El error no arrojó una luz amable sobre los incentivos vinculados a la producción de Modi, o PLI, la pieza central de su estrategia económica de autosuficiencia. Con un costo de $ 24 mil millones en cinco años, es un ambicioso impulso de política industrial que, al igual que la Ley de reducción de la inflación del presidente estadounidense Joe Biden, busca impulsar la inversión privada en una combinación de industrias que van desde la fabricación de automóviles y textiles hasta la energía solar, baterías y semiconductores, con el objetivo de crear nuevos puestos de trabajo y mucha prosperidad posterior.

Sin embargo, no está claro si India ha pensado seriamente en los costos y beneficios. Tomemos como ejemplo la empresa conjunta recientemente anunciada de Foxconn Technology Group de Taiwán y la empresa de metales Vedanta Ltd. para establecer una fábrica de semiconductores de 19.400 millones de dólares en Gujarat, el estado natal de Modi. La semana pasada, la administración anunció que asumiría la mitad del costo de tales plantas, en el extremo superior de su plan de 30% a 50% de apoyo. Como señaló un político de la oposición, el proyecto Foxconn-Vedanta le costaría al tesoro más que un programa de empleos rurales que sostuvo a 80 millones de indios durante el cierre de la pandemia.
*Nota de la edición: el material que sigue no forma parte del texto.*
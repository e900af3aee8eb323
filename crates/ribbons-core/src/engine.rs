use ribbons_platform::{DiskId, RenderSink};
use tracing::info;

use crate::chain::PointChainTrail;
use crate::config::{ChainConfig, EngineConfig, RibbonConfig};
use crate::mesh::LayerPair;
use crate::meter::ThroughputMeter;
use crate::ribbon::{RibbonBinding, RibbonTrail};

struct BoundRibbon {
    trail: RibbonTrail,
    binding: RibbonBinding,
}

struct BoundChain {
    trail: PointChainTrail,
    disks: Vec<LayerPair<DiskId>>,
}

/// Owns every live trail together with its sink handles and drives them one
/// frame at a time. Trails are independent; the order they advance in does
/// not matter.
pub struct TrailEngine {
    pub config: EngineConfig,
    ribbons: Vec<BoundRibbon>,
    chains: Vec<BoundChain>,
    meter: Option<ThroughputMeter>,
    frame: u64,
}

impl TrailEngine {
    pub fn new(config: EngineConfig) -> Self {
        let meter = config.throughput_interval.map(ThroughputMeter::logging);
        Self {
            config,
            ribbons: Vec::new(),
            chains: Vec::new(),
            meter,
            frame: 0,
        }
    }

    /// Replaces the throughput hook.
    pub fn set_meter(&mut self, meter: Option<ThroughputMeter>) {
        self.meter = meter;
    }

    /// Spawns every trail the config describes.
    ///
    /// All trails are built first, so an invalid config leaves both the engine
    /// and `sink` untouched. A sink error while attaching can leave the visuals
    /// created so far behind in it.
    pub fn populate(&mut self, sink: &mut dyn RenderSink) -> ribbons_platform::Result<()> {
        let ribbons = self
            .config
            .bursts
            .iter()
            .flat_map(|burst| burst.ribbon_configs())
            .chain(self.config.ribbons.iter().cloned())
            .map(RibbonTrail::new)
            .collect::<crate::error::Result<Vec<_>>>()?;
        let chains = self
            .config
            .chains
            .iter()
            .cloned()
            .map(PointChainTrail::new)
            .collect::<crate::error::Result<Vec<_>>>()?;

        for trail in ribbons {
            self.bind_ribbon(trail, sink)?;
        }
        for trail in chains {
            self.bind_chain(trail, sink)?;
        }
        info!(
            "engine populated: {} ribbons, {} chains",
            self.ribbons.len(),
            self.chains.len()
        );
        Ok(())
    }

    pub fn spawn_ribbon(
        &mut self,
        config: RibbonConfig,
        sink: &mut dyn RenderSink,
    ) -> ribbons_platform::Result<()> {
        self.bind_ribbon(RibbonTrail::new(config)?, sink)
    }

    fn bind_ribbon(
        &mut self,
        trail: RibbonTrail,
        sink: &mut dyn RenderSink,
    ) -> ribbons_platform::Result<()> {
        let binding = trail.attach(sink)?;
        self.ribbons.push(BoundRibbon { trail, binding });
        Ok(())
    }

    pub fn spawn_chain(
        &mut self,
        config: ChainConfig,
        sink: &mut dyn RenderSink,
    ) -> ribbons_platform::Result<()> {
        self.bind_chain(PointChainTrail::new(config)?, sink)
    }

    fn bind_chain(
        &mut self,
        trail: PointChainTrail,
        sink: &mut dyn RenderSink,
    ) -> ribbons_platform::Result<()> {
        let disks = trail.attach(sink)?;
        self.chains.push(BoundChain { trail, disks });
        Ok(())
    }

    /// Advances every trail one frame and hands the results to `sink`.
    pub fn advance(&mut self, sink: &mut dyn RenderSink) {
        for bound in &mut self.ribbons {
            bound.trail.advance();
            bound.trail.present(&bound.binding, sink);
        }
        for bound in &mut self.chains {
            bound.trail.advance();
            bound.trail.present(&bound.disks, sink);
        }
        self.frame += 1;
        if let Some(meter) = &mut self.meter {
            meter.tick();
        }
    }

    pub fn frame(&self) -> u64 {
        self.frame
    }

    pub fn ribbons(&self) -> impl Iterator<Item = &RibbonTrail> {
        self.ribbons.iter().map(|bound| &bound.trail)
    }

    pub fn chains(&self) -> impl Iterator<Item = &PointChainTrail> {
        self.chains.iter().map(|bound| &bound.trail)
    }

    pub fn ribbon_count(&self) -> usize {
        self.ribbons.len()
    }

    pub fn chain_count(&self) -> usize {
        self.chains.len()
    }
}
En lugar de abordar las causas fundamentales de la falta de competitividad manufacturera del país, Nueva Delhi optó por pagar un “costo de discapacidad a las empresas seleccionadas”, dice el periodista M. Rajshekhar en un análisis de tres partes de PLI para el sitio web Carbon Copy. Es preocupante que esta compensación incluya barreras arancelarias y no arancelarias a las importaciones para proteger a los fabricantes de la competencia. En un mundo de cadenas de suministro conectadas globalmente, ese proteccionismo es un objetivo propio aún mayor que en el pasado autárquico de la India.

En 2018, el país elevó el arancel aduanero sobre los teléfonos móviles del 15% al ​​20%, seguido de aranceles más altos sobre los módulos de cámaras, pantallas y paneles táctiles, placas de circuitos impresos y piezas utilizadas en cargadores. Un iPhone 13 cuesta un 40% más en India que en EE. UU., señalaron recientemente los economistas Raghuram Rajan y Rahul Singh Chauhan de la Universidad de Chicago. “El cliente indio paga un alto precio debido a los aranceles y el contribuyente indio paga el subsidio”, escribieron. “La combinación de protección y subsidios hace que sea muy rentable fabricar en India e incluso exportar”. Apple Inc. dijo el lunes que había comenzado a ensamblar sus teléfonos de nueva generación cerca de Chennai, antes de lo previsto.

Las empresas se están dirigiendo directamente a PLI, y solo algunas reciben el subsidio. Eso invita a la acusación de arbitrariedad. También está la cuestión de qué sucede cuando finaliza el programa. Desde la burocracia hasta la infraestructura inadecuada, una vez que no haya compensación por las muchas discapacidades asociadas con la fabricación en la India, ¿los inversores se levantarán y se irán? ¿O la mera amenaza de eso hará que las dádivas sean permanentes?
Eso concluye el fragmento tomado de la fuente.